The UN has called for the United Arab Emirates to provide "concrete" proof that Princess Latifa Al Maktoum, the daughter of Dubai's ruler reportedly being held in detention, is alive.
In a statement issued in Geneva on Tuesday, UN human rights experts also said she should be released "urgently".
Princess Latifa tried to flee Dubai in 2018. In footage shared with BBC Panorama, she says commandos drugged her and flew her back to detention.
The UN says it needs more information.
On 5 March, the UN said it was still awaiting further details from the UAE – two weeks after an initial request for proof of life.
In Tuesday's statement, the UN experts called on the government of the UAE once again to "provide meaningful information" on Princess Latifa's fate "without delay".
They asked for "independent verification of the conditions under which she is being held, and for her immediate release".
"The statement issued by the Emirates authorities' merely indicating that she was being 'cared for at home' is not sufficient at this stage," the statement said.

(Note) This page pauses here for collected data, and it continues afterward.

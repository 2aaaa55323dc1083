//! Classification result record.

use serde::{Deserialize, Serialize};

use crate::activity::AnalysisMethod;
use crate::distribution::ProbabilityDistribution;

/// Summary statistics of the per-step movement ratios of a clip.
#[derive(Debug, Clone, Copy, PartialEq, Serialize, Deserialize)]
pub struct MovementStats {
    pub mean: f64,
    pub max: f64,
    pub min: f64,
    /// Population variance.
    pub variance: f64,
}

impl MovementStats {
    pub const fn new(mean: f64, max: f64, min: f64, variance: f64) -> Self {
        Self {
            mean,
            max,
            min,
            variance,
        }
    }

    /// Mean movement as a percentage rounded to one decimal.
    pub fn movement_score(&self) -> f64 {
        (self.mean * 1000.0).round() / 10.0
    }
}

/// Outcome of one analysis call, produced by either classifier path.
///
/// Built once and never mutated; the transport layer owns it for
/// serialization.
#[derive(Debug, Clone, PartialEq, Serialize, Deserialize)]
pub struct ClassificationResult {
    detected_activity: String,
    confidence: f64,
    all_activities: ProbabilityDistribution,
    analysis_method: AnalysisMethod,
    frames_analyzed: usize,
    duration_sec: f64,
    #[serde(default, skip_serializing_if = "Option::is_none")]
    movement_stats: Option<MovementStats>,
    #[serde(default, skip_serializing_if = "Option::is_none")]
    movement_score: Option<f64>,
}

impl ClassificationResult {
    /// Result of the heuristic path. `confidence` is read from the distribution
    /// so the two can never disagree.
    pub fn heuristic(
        detected: &str,
        distribution: ProbabilityDistribution,
        stats: MovementStats,
        frames_analyzed: usize,
        duration_sec: f64,
    ) -> Self {
        Self::build(
            detected,
            distribution,
            AnalysisMethod::Heuristic,
            frames_analyzed,
            duration_sec,
            Some(stats),
        )
    }

    /// Result of the model path: detected label is the distribution's argmax.
    pub fn model(distribution: ProbabilityDistribution, frames_analyzed: usize, duration_sec: f64) -> Self {
        let detected = distribution.argmax().0.to_string();
        Self::build(
            &detected,
            distribution,
            AnalysisMethod::Model,
            frames_analyzed,
            duration_sec,
            None,
        )
    }

    fn build(
        detected: &str,
        distribution: ProbabilityDistribution,
        method: AnalysisMethod,
        frames_analyzed: usize,
        duration_sec: f64,
        stats: Option<MovementStats>,
    ) -> Self {
        let confidence = distribution.get(detected).unwrap_or(0.0);
        Self {
            detected_activity: detected.to_string(),
            confidence,
            all_activities: distribution,
            analysis_method: method,
            frames_analyzed,
            duration_sec: round2(duration_sec.max(0.0)),
            movement_score: stats.map(|s| s.movement_score()),
            movement_stats: stats,
        }
    }

    pub fn detected_activity(&self) -> &str {
        &self.detected_activity
    }

    pub fn confidence(&self) -> f64 {
        self.confidence
    }

    pub fn all_activities(&self) -> &ProbabilityDistribution {
        &self.all_activities
    }

    pub fn analysis_method(&self) -> AnalysisMethod {
        self.analysis_method
    }

    pub fn frames_analyzed(&self) -> usize {
        self.frames_analyzed
    }

    pub fn duration_sec(&self) -> f64 {
        self.duration_sec
    }

    pub fn movement_stats(&self) -> Option<&MovementStats> {
        self.movement_stats.as_ref()
    }

    pub fn movement_score(&self) -> Option<f64> {
        self.movement_score
    }
}

fn round2(v: f64) -> f64 {
    (v * 100.0).round() / 100.0
}

#[cfg(test)]
mod tests {
    use super::*;

    fn dist() -> ProbabilityDistribution {
        ProbabilityDistribution::from_scores(
            &["sleeping", "drinking", "eating", "idle"],
            &[0.9, 0.015, 0.01, 0.075],
        )
        .unwrap()
    }

    #[test]
    fn test_heuristic_result_json_shape() {
        let stats = MovementStats::new(0.152, 0.3, 0.01, 0.002);
        let result = ClassificationResult::heuristic("sleeping", dist(), stats, 30, 10.456);
        let json = serde_json::to_value(&result).unwrap();

        assert_eq!(json["detected_activity"], "sleeping");
        assert_eq!(json["analysis_method"], "heuristic");
        assert_eq!(json["frames_analyzed"], 30);
        assert_eq!(json["duration_sec"], 10.46);
        assert_eq!(json["movement_score"], 15.2);
        assert_eq!(json["movement_stats"]["max"], 0.3);
        assert!((json["confidence"].as_f64().unwrap() - 0.9).abs() < 1e-9);
        assert_eq!(json["all_activities"].as_object().unwrap().len(), 4);
    }

    #[test]
    fn test_model_result_omits_movement_fields() {
        let result = ClassificationResult::model(dist(), 12, 4.0);
        assert_eq!(result.detected_activity(), "sleeping");
        let json = serde_json::to_value(&result).unwrap();
        assert!(json.get("movement_stats").is_none());
        assert!(json.get("movement_score").is_none());
        assert_eq!(json["analysis_method"], "model");
    }
}
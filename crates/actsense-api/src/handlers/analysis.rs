//! Clip upload and analysis handler.
//!
//! The upload is streamed into a request-owned temporary file, analyzed on
//! the blocking pool and deleted when the handle drops, whatever the outcome.

use std::io;
use std::sync::Arc;

use axum::extract::{Multipart, State};
use axum::Json;
use tempfile::NamedTempFile;
use tokio::io::{AsyncWriteExt, BufWriter};
use tracing::{debug, info};

use actsense_models::ClassificationResult;

use crate::error::{ApiError, ApiResult};
use crate::metrics;
use crate::state::AppState;

/// Multipart field carrying the clip.
pub const VIDEO_FIELD: &str = "video";

/// Accepted container extensions.
pub const ALLOWED_EXTENSIONS: &[&str] = &["mp4", "avi", "mov", "mkv", "webm"];

/// Lowercased extension of `filename` if it is an accepted container.
pub fn video_extension(filename: &str) -> Option<String> {
    let (_, ext) = filename.rsplit_once('.')?;
    let ext = ext.to_ascii_lowercase();
    ALLOWED_EXTENSIONS.contains(&ext.as_str()).then_some(ext)
}

/// A clip stored on disk for the duration of one request.
struct Upload {
    file: NamedTempFile,
    filename: String,
    bytes: u64,
}

/// Async writer over the file backing an upload.
struct UploadWriter {
    inner: BufWriter<tokio::fs::File>,
    bytes: u64,
}

impl UploadWriter {
    fn new(file: &NamedTempFile) -> io::Result<Self> {
        let handle = file.as_file().try_clone()?;
        Ok(Self {
            inner: BufWriter::new(tokio::fs::File::from_std(handle)),
            bytes: 0,
        })
    }

    async fn write(&mut self, chunk: &[u8]) -> io::Result<()> {
        self.inner.write_all(chunk).await?;
        self.bytes += chunk.len() as u64;
        Ok(())
    }

    /// Flush everything to disk and return the byte count.
    async fn finish(mut self) -> io::Result<u64> {
        self.inner.flush().await?;
        Ok(self.bytes)
    }
}

async fn receive_video(multipart: &mut Multipart) -> ApiResult<Upload> {
    while let Some(mut field) = multipart.next_field().await? {
        if field.name() != Some(VIDEO_FIELD) {
            continue;
        }

        let filename = field.file_name().unwrap_or_default().to_string();
        if filename.is_empty() {
            metrics::record_upload_rejected("no_filename");
            return Err(ApiError::bad_request("No video file selected"));
        }
        let Some(ext) = video_extension(&filename) else {
            metrics::record_upload_rejected("bad_extension");
            return Err(ApiError::bad_request(
                "Invalid video format. Please upload MP4, AVI, MOV, MKV, or WebM",
            ));
        };

        // Decoders sniff the container from the extension.
        let file = tempfile::Builder::new()
            .prefix("actsense-")
            .suffix(&format!(".{ext}"))
            .tempfile()
            .map_err(|e| ApiError::internal(format!("Failed to create temp file: {e}")))?;

        let save_error = |e: io::Error| ApiError::internal(format!("Failed to save video: {e}"));
        let mut writer = UploadWriter::new(&file).map_err(save_error)?;
        while let Some(chunk) = field.chunk().await? {
            writer.write(&chunk).await.map_err(save_error)?;
        }
        let bytes = writer.finish().await.map_err(save_error)?;

        if bytes == 0 {
            metrics::record_upload_rejected("empty");
            return Err(ApiError::bad_request("Uploaded video is empty"));
        }

        debug!(filename = %filename, bytes, path = %file.path().display(), "Upload stored");
        return Ok(Upload {
            file,
            filename,
            bytes,
        });
    }

    metrics::record_upload_rejected("missing_field");
    Err(ApiError::bad_request("No video uploaded"))
}

/// Analyze an uploaded clip (`POST /analyze`, `POST /detect_motion`).
pub async fn analyze_video(
    State(state): State<AppState>,
    mut multipart: Multipart,
) -> ApiResult<Json<ClassificationResult>> {
    let upload = receive_video(&mut multipart).await?;
    metrics::record_upload_bytes(upload.bytes);
    info!(filename = %upload.filename, bytes = upload.bytes, "Video received");

    let analyzer = Arc::clone(&state.analyzer);
    let result = tokio::task::spawn_blocking(move || {
        let outcome = analyzer.analyze_file(upload.file.path());
        drop(upload);
        outcome
    })
    .await
    .map_err(|e| ApiError::internal(format!("Analysis task failed: {e}")))??;

    Ok(Json(result))
}
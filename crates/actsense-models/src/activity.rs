//! Activity label definitions.
//!
//! The heuristic classifier works over a closed set of labels:
//!
//! - `Sleeping`: very low, steady movement
//! - `Drinking`: low movement with bursts (lifting a cup)
//! - `Eating`: moderate, irregular movement
//! - `Idle`: low activity that is not sleep (reading, laptop use)
//!
//! A trained model brings its own ordered label list, so distributions are
//! keyed by plain strings and these labels are only one possible vocabulary.

use serde::{Deserialize, Serialize};
use std::fmt;
use std::str::FromStr;
use thiserror::Error;

/// Activity label produced by the heuristic classifier.
#[derive(Debug, Clone, Copy, PartialEq, Eq, Hash, PartialOrd, Ord, Serialize, Deserialize)]
#[serde(rename_all = "snake_case")]
pub enum ActivityLabel {
    Sleeping,
    Drinking,
    Eating,
    Idle,
}

impl ActivityLabel {
    /// All heuristic labels, in distribution order.
    pub const ALL: &'static [ActivityLabel] = &[
        ActivityLabel::Sleeping,
        ActivityLabel::Drinking,
        ActivityLabel::Eating,
        ActivityLabel::Idle,
    ];

    /// Returns the label name as a string.
    pub fn as_str(&self) -> &'static str {
        match self {
            ActivityLabel::Sleeping => "sleeping",
            ActivityLabel::Drinking => "drinking",
            ActivityLabel::Eating => "eating",
            ActivityLabel::Idle => "idle",
        }
    }

    /// Position of this label in [`ActivityLabel::ALL`].
    pub fn index(&self) -> usize {
        match self {
            ActivityLabel::Sleeping => 0,
            ActivityLabel::Drinking => 1,
            ActivityLabel::Eating => 2,
            ActivityLabel::Idle => 3,
        }
    }
}

impl fmt::Display for ActivityLabel {
    fn fmt(&self, f: &mut fmt::Formatter<'_>) -> fmt::Result {
        write!(f, "{}", self.as_str())
    }
}

impl FromStr for ActivityLabel {
    type Err = ActivityLabelParseError;

    fn from_str(s: &str) -> Result<Self, Self::Err> {
        match s.trim().to_lowercase().as_str() {
            "sleeping" | "sleep" => Ok(ActivityLabel::Sleeping),
            "drinking" | "drink" => Ok(ActivityLabel::Drinking),
            "eating" | "eat" => Ok(ActivityLabel::Eating),
            "idle" => Ok(ActivityLabel::Idle),
            _ => Err(ActivityLabelParseError(s.to_string())),
        }
    }
}

#[derive(Debug, Error)]
#[error("Unknown activity label: {0}")]
pub struct ActivityLabelParseError(String);

/// Which classifier path produced a result.
#[derive(Debug, Clone, Copy, PartialEq, Eq, Hash, Serialize, Deserialize)]
#[serde(rename_all = "snake_case")]
pub enum AnalysisMethod {
    /// Motion statistics + decision table.
    Heuristic,
    /// Per-frame classifier averaged over the clip.
    Model,
}

impl AnalysisMethod {
    pub fn as_str(&self) -> &'static str {
        match self {
            AnalysisMethod::Heuristic => "heuristic",
            AnalysisMethod::Model => "model",
        }
    }

    /// Human-readable description, reported by the health endpoint.
    pub fn description(&self) -> &'static str {
        match self {
            AnalysisMethod::Heuristic => "Motion statistics with decision table",
            AnalysisMethod::Model => "Per-frame classifier averaged over time",
        }
    }
}

impl fmt::Display for AnalysisMethod {
    fn fmt(&self, f: &mut fmt::Formatter<'_>) -> fmt::Result {
        write!(f, "{}", self.as_str())
    }
}

#[cfg(test)]
mod tests {
    use super::*;

    #[test]
    fn test_label_roundtrip_through_str() {
        for label in ActivityLabel::ALL {
            assert_eq!(label.as_str().parse::<ActivityLabel>().unwrap(), *label);
        }
        assert!("running".parse::<ActivityLabel>().is_err());
    }

    #[test]
    fn test_index_matches_all_order() {
        for (i, label) in ActivityLabel::ALL.iter().enumerate() {
            assert_eq!(label.index(), i);
        }
    }

    #[test]
    fn test_method_serializes_as_tag() {
        assert_eq!(
            serde_json::to_string(&AnalysisMethod::Heuristic).unwrap(),
            "\"heuristic\""
        );
        assert_eq!(serde_json::to_string(&AnalysisMethod::Model).unwrap(), "\"model\"");
    }
}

It added: "We are alarmed that, following the public release in February of footage in which Sheikha Latifa reported being deprived of her liberty against her will, and the subsequent official request for further information on her situation, no concrete information has been provided by the authorities."
In recordings obtained by BBC Panorama in February, Princess Latifa said she was being held hostage in a "villa converted into a jail" with no access to medical help.
Latifa's father, Sheikh Mohammed bin Rashid Al Maktoum, is one of the richest heads of state in the world, the ruler of Dubai and vice-president of the UAE.
What do we know about Princess Latifa?
With the help of friends, Princess Latifa says she tried to flee Dubai to start a new life in February 2018.
"I'm not allowed to drive, I'm not allowed to travel or leave Dubai at all," she said in a video recorded just before her escape.
But days later, the princess says she was captured by commandos on a boat in the Indian Ocean. She was flown back to Dubai, where she has remained ever since.
Her father said he was acting in her best interest. A statement from Dubai's royal family last month reiterated that she was being cared for at home.
"Sheikha Latifa continues to improve and we are hopeful she will return to public life at the appropriate time," it said.
Using a phone she said she had been secretly given about a year after her capture, Princess Latifa recorded a number of videos over several months.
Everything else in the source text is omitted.